Meta alumni’s startup TrueFoundry raises .3 million to accelerate ML deployments

A group of former Meta engineers is building a platform to help enterprises deploy machine learning models at the speed of big tech companies. Their startup, TrueFoundry, has raised $2.3 million in a funding round.

The San Francisco, California-headquartered startup automates repetitive tasks in the machine learning pipeline to allow data scientists and engineers to focus on higher-value, more creative tasks. Built on Kubernetes, the custom platform works as a cloud-agnostic solution that can be deployed on Amazon Web Services (AWS), Google Cloud and TensorFlow.

TrueFoundry says it helps machine learning teams get 10x faster results and cuts their production timelines from “several weeks to a few hours.” This is helpful specifically for businesses that do not have large machine learning teams.

Unlike the traditional way that requires a large time duration, TrueFoundry says machine learning developers using its platform can put their models into production as hosted endpoints along with auto-scaling in less than five minutes and monitor results from the very beginning.

Nikunj Bajaj, co-founder and CEO of TrueFoundry, said in an interview with TechCrunch that some key learnings from Meta have helped the startup solve machine learning deployment problems. Bajaj worked as an ML Tech Lead at Meta and San Mateo-based software development company Reflektion after completing his master’s degree in Computer Science from the University of California, Berkeley.
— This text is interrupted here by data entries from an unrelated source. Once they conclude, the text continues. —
//! Per-page free-text annotations for the edit tool
//!
//! The overlay only ever shows the page in view. Its text boxes are saved
//! into the store when the user leaves the page and handed back when they
//! return; nothing touches the document until the edit commit.

use serde::{Deserialize, Serialize};
use std::collections::BTreeMap;

/// A text box placed on the overlay surface
#[derive(Debug, Clone, PartialEq, Serialize, Deserialize)]
pub struct Annotation {
    /// 1-based page the text belongs to
    pub page_number: usize,
    pub text: String,
    /// Overlay pixels from the left edge of the rendered page
    pub overlay_left: f64,
    /// Overlay pixels from the top edge of the rendered page
    pub overlay_top: f64,
}

impl Annotation {
    pub fn new(page_number: usize, text: impl Into<String>, overlay_left: f64, overlay_top: f64) -> Self {
        Self {
            page_number,
            text: text.into(),
            overlay_left: overlay_left.max(0.0),
            overlay_top: overlay_top.max(0.0),
        }
    }

    /// Blank text boxes are dropped instead of stored
    pub fn is_blank(&self) -> bool {
        self.text.trim().is_empty()
    }

    fn has_finite_position(&self) -> bool {
        self.overlay_left.is_finite() && self.overlay_top.is_finite()
    }
}

/// Saved annotations keyed by 1-based page number
#[derive(Debug, Clone, Default, PartialEq, Serialize, Deserialize)]
pub struct AnnotationStore {
    pages: BTreeMap<usize, Vec<Annotation>>,
}

impl AnnotationStore {
    pub fn new() -> Self {
        Self::default()
    }

    /// Replace what is stored for `page_number` with the live overlay contents.
    ///
    /// Blank annotations are discarded and every kept annotation is re-keyed
    /// to `page_number`. Positions are clamped to the overlay origin, since
    /// deserialized annotations never went through [`Annotation::new`].
    /// Saving nothing removes the page's entry.
    pub fn save_page(&mut self, page_number: usize, live: &[Annotation]) {
        let kept: Vec<Annotation> = live
            .iter()
            .filter(|a| !a.is_blank() && a.has_finite_position())
            .map(|a| Annotation::new(page_number, a.text.clone(), a.overlay_left, a.overlay_top))
            .collect();

        if kept.is_empty() {
            self.pages.remove(&page_number);
        } else {
            self.pages.insert(page_number, kept);
        }
    }

    /// Annotations to put back on the overlay when `page_number` is shown again
    pub fn restore_page(&self, page_number: usize) -> Vec<Annotation> {
        self.pages.get(&page_number).cloned().unwrap_or_default()
    }

    /// Every annotated page in ascending page order
    pub fn entries(&self) -> impl Iterator<Item = (usize, &[Annotation])> {
        self.pages
            .iter()
            .map(|(&page, annotations)| (page, annotations.as_slice()))
    }

    pub fn annotated_pages(&self) -> Vec<usize> {
        self.pages.keys().copied().collect()
    }

    pub fn annotation_count(&self) -> usize {
        self.pages.values().map(Vec::len).sum()
    }

    pub fn is_empty(&self) -> bool {
        self.pages.is_empty()
    }

    pub fn clear(&mut self) {
        self.pages.clear();
    }
}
He founded TrueFoundry in June 2021, along with his IIT Kharagpur batchmates Anuraag Gutgutia and Abhishek Choudhary. Choudhary, who serves as CTO at TrueFoundry, also worked at Meta as a software engineer and helped the social networking giant develop products including mobile apps and live video.

TrueFoundry considers Amazon, Google and Microsoft Azure as some of its key competitors as they also have their native machine learning platforms. Gutgutia, however, believes that the big cloud players are not very developer friendly.

“Our goal from day zero is to provide a supreme developer experience. The curve of learning to get started on our system is not more than one hour,” he said.

TrueFoundry is serving customers with small data scientist teams and operating in sectors such as fintech, e-commerce, financial services, healthcare and retail, among others.

Before venturing TrueFoundry, Bajaj and Gutgutia co-founded an AI-based recruitment platform EntHire, which was acquired by Info Edge last year.

TrueFoundry, whose current headcount is 16 and mostly situated in India, said Tuesday it has raised $2.3 million in a round led by Sequoia India’s Surge. Others participating in the funding included Eniac Ventures and angels such as AngelList co-founder Naval Ravikant, Deutsche Bank Global CIO Dilip Khandelwal, GitHub India head Maneesh Sharma, Greenhouse Software CTO Mike Boufford and Kaggle founder Anthony Goldbloom.

The startup, which plans to deploy the fresh funds to broaden its platform and hire more individuals, recently opened early access to its platform and is working with companies as early customers for its beta release. It aims to do a public launch over the next one or two months, Gutgutia said.

It’s also looking to onboard advisors who can help promote the platform and expand its reach.